__Saved entries__
___

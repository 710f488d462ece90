//! Axis ticks and their labels.

use serde::Serialize;

use crate::scale::LinearScale;
use crate::series::{PlotPoint, PlotSeries, PointKind};

/// Upper bound on the number of labels along the index axis.
pub const MAX_INDEX_TICKS: usize = 7;
pub const VALUE_TICK_COUNT: usize = 5;

pub const VALUE_AXIS_TITLE: &str = "Architecture Health";
pub const INDEX_AXIS_TITLE: &str = "Snapshots";
pub const FORECAST_LABEL: &str = "Forecast";

#[derive(Debug, Clone, PartialEq, Serialize)]
pub struct Tick {
    /// Pixel offset along the axis, relative to the plot origin
    pub offset: f64,
    pub value: f64,
    pub label: String,
}

/// Evenly spaced round ticks along the health axis.
pub fn value_ticks(scale: &LinearScale, count: usize) -> Vec<Tick> {
    let step = scale.tick_step(count);
    let decimals = decimals_for_step(step);
    scale
        .ticks(count)
        .into_iter()
        .map(|value| Tick {
            offset: scale.apply(value),
            value,
            label: format!("{value:.decimals$}"),
        })
        .collect()
}

fn decimals_for_step(step: f64) -> usize {
    if step <= 0.0 || step >= 1.0 || !step.is_finite() {
        0
    } else {
        (-step.log10()).ceil() as usize
    }
}

/// Ticks at integer positions along the index axis.
///
/// At most [`MAX_INDEX_TICKS`] ticks; the forecast position is always
/// labelled, and a regular tick too close to it is dropped so the labels do
/// not overlap.
pub fn index_ticks(series: &PlotSeries, scale: &LinearScale) -> Vec<Tick> {
    let last = series.history_len();
    let step = last.div_ceil(MAX_INDEX_TICKS - 1).max(1);

    let mut positions: Vec<usize> = (0..last).step_by(step).collect();
    if let Some(&penultimate) = positions.last() {
        if positions.len() > 1 && ((last - penultimate) as f64) < step as f64 / 2.0 {
            positions.pop();
        }
    }
    positions.push(last);

    positions
        .into_iter()
        .filter_map(|position| series.get(position))
        .map(|point| Tick {
            offset: scale.apply(point.position as f64),
            value: point.position as f64,
            label: index_label(point),
        })
        .collect()
}

/// Short label for a point on the index axis.
pub fn index_label(point: &PlotPoint) -> String {
    match (point.kind, point.timestamp) {
        (PointKind::Forecast, _) => FORECAST_LABEL.to_string(),
        (PointKind::Historical, Some(instant)) => instant.format("%H:%M").to_string(),
        (PointKind::Historical, None) => format!("#{}", point.position + 1),
    }
}

#[cfg(test)]
mod tests {
    use super::*;
    use crate::testing::{history_of, history_with_gaps};

    fn index_scale(series: &PlotSeries) -> LinearScale {
        LinearScale::new((0.0, series.history_len() as f64), (0.0, 680.0))
    }

    fn positions(ticks: &[Tick]) -> Vec<f64> {
        ticks.iter().map(|tick| tick.value).collect()
    }

    #[test]
    fn test_short_series_labels_every_point() {
        let series = PlotSeries::build(&history_of(4), 80.0).unwrap();
        let ticks = index_ticks(&series, &index_scale(&series));

        assert_eq!(positions(&ticks), vec![0.0, 1.0, 2.0, 3.0, 4.0]);
        assert_eq!(ticks[0].label, "00:00");
        assert_eq!(ticks[3].label, "03:00");
        assert_eq!(ticks[4].label, "Forecast");
        assert_eq!(ticks[4].offset, 680.0);
    }

    #[test]
    fn test_long_series_is_thinned() {
        for n in [6, 7, 10, 13, 48, 100, 250] {
            let series = PlotSeries::build(&history_of(n), 80.0).unwrap();
            let ticks = index_ticks(&series, &index_scale(&series));

            assert!(ticks.len() <= MAX_INDEX_TICKS, "{n} snapshots gave {} ticks", ticks.len());
            assert_eq!(ticks.first().unwrap().value, 0.0);
            assert_eq!(ticks.last().unwrap().value, n as f64);
            assert_eq!(ticks.last().unwrap().label, FORECAST_LABEL);
        }
    }

    #[test]
    fn test_crowded_tick_before_forecast_is_dropped() {
        // 13 snapshots step by 3: 0, 3, 6, 9, 12, and 12 sits right next to the forecast
        let series = PlotSeries::build(&history_of(13), 80.0).unwrap();
        let ticks = index_ticks(&series, &index_scale(&series));
        assert_eq!(positions(&ticks), vec![0.0, 3.0, 6.0, 9.0, 13.0]);
    }

    #[test]
    fn test_single_snapshot() {
        let series = PlotSeries::build(&history_of(1), 80.0).unwrap();
        let ticks = index_ticks(&series, &index_scale(&series));
        assert_eq!(positions(&ticks), vec![0.0, 1.0]);
    }

    #[test]
    fn test_unparseable_timestamp_label() {
        let series = PlotSeries::build(&history_with_gaps(), 80.0).unwrap();
        let ticks = index_ticks(&series, &index_scale(&series));
        assert_eq!(ticks[0].label, "09:30");
        assert_eq!(ticks[1].label, "#2");
    }

    #[test]
    fn test_value_tick_labels() {
        let scale = LinearScale::new((74.5, 89.25), (320.0, 0.0));
        let ticks = value_ticks(&scale, VALUE_TICK_COUNT);
        let labels: Vec<&str> = ticks.iter().map(|tick| tick.label.as_str()).collect();
        assert_eq!(labels, vec!["76", "78", "80", "82", "84", "86", "88"]);
        assert!(ticks.windows(2).all(|pair| pair[1].offset < pair[0].offset));

        let fine = LinearScale::new((0.0, 1.0), (100.0, 0.0));
        let labels: Vec<String> = value_ticks(&fine, 5).into_iter().map(|t| t.label).collect();
        assert_eq!(labels, vec!["0.0", "0.2", "0.4", "0.6", "0.8", "1.0"]);
    }
}
use thiserror::Error;

/// Reasons a forecast response cannot be turned into a chart.
#[derive(Error, Debug, Clone, PartialEq)]
pub enum ChartError {
    /// No history snapshots were supplied
    #[error("History is empty")]
    EmptyHistory,

    /// The response carries no forecast object
    #[error("Forecast is missing")]
    MissingForecast,

    /// The forecast object has a field of the wrong JSON type
    #[error("Forecast is malformed: {0}")]
    MalformedForecast(String),

    /// A required forecast field is absent
    #[error("Forecast field `{0}` is missing")]
    MissingField(&'static str),

    /// A required forecast field is NaN or infinite
    #[error("Forecast field `{0}` is not a finite number")]
    NonFinite(&'static str),

    /// A history snapshot has an unusable health score
    #[error("History entry {index} has a non-finite health score")]
    InvalidHistory { index: usize },
}

/// Type alias for Result with ChartError
pub type Result<T> = std::result::Result<T, ChartError>;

___

__Action item__
Only the lines above that hold "positions" are wanted. Show every one of them.

__Output of the exercise__
/// Ticks at integer positions along the index axis.
    let mut positions: Vec<usize> = (0..last).step_by(step).collect();
    if let Some(&penultimate) = positions.last() {
        if positions.len() > 1 && ((last - penultimate) as f64) < step as f64 / 2.0 {
            positions.pop();
    positions.push(last);
    positions
    fn positions(ticks: &[Tick]) -> Vec<f64> {
        assert_eq!(positions(&ticks), vec![0.0, 1.0, 2.0, 3.0, 4.0]);
        assert_eq!(positions(&ticks), vec![0.0, 3.0, 6.0, 9.0, 13.0]);
        assert_eq!(positions(&ticks), vec![0.0, 1.0]);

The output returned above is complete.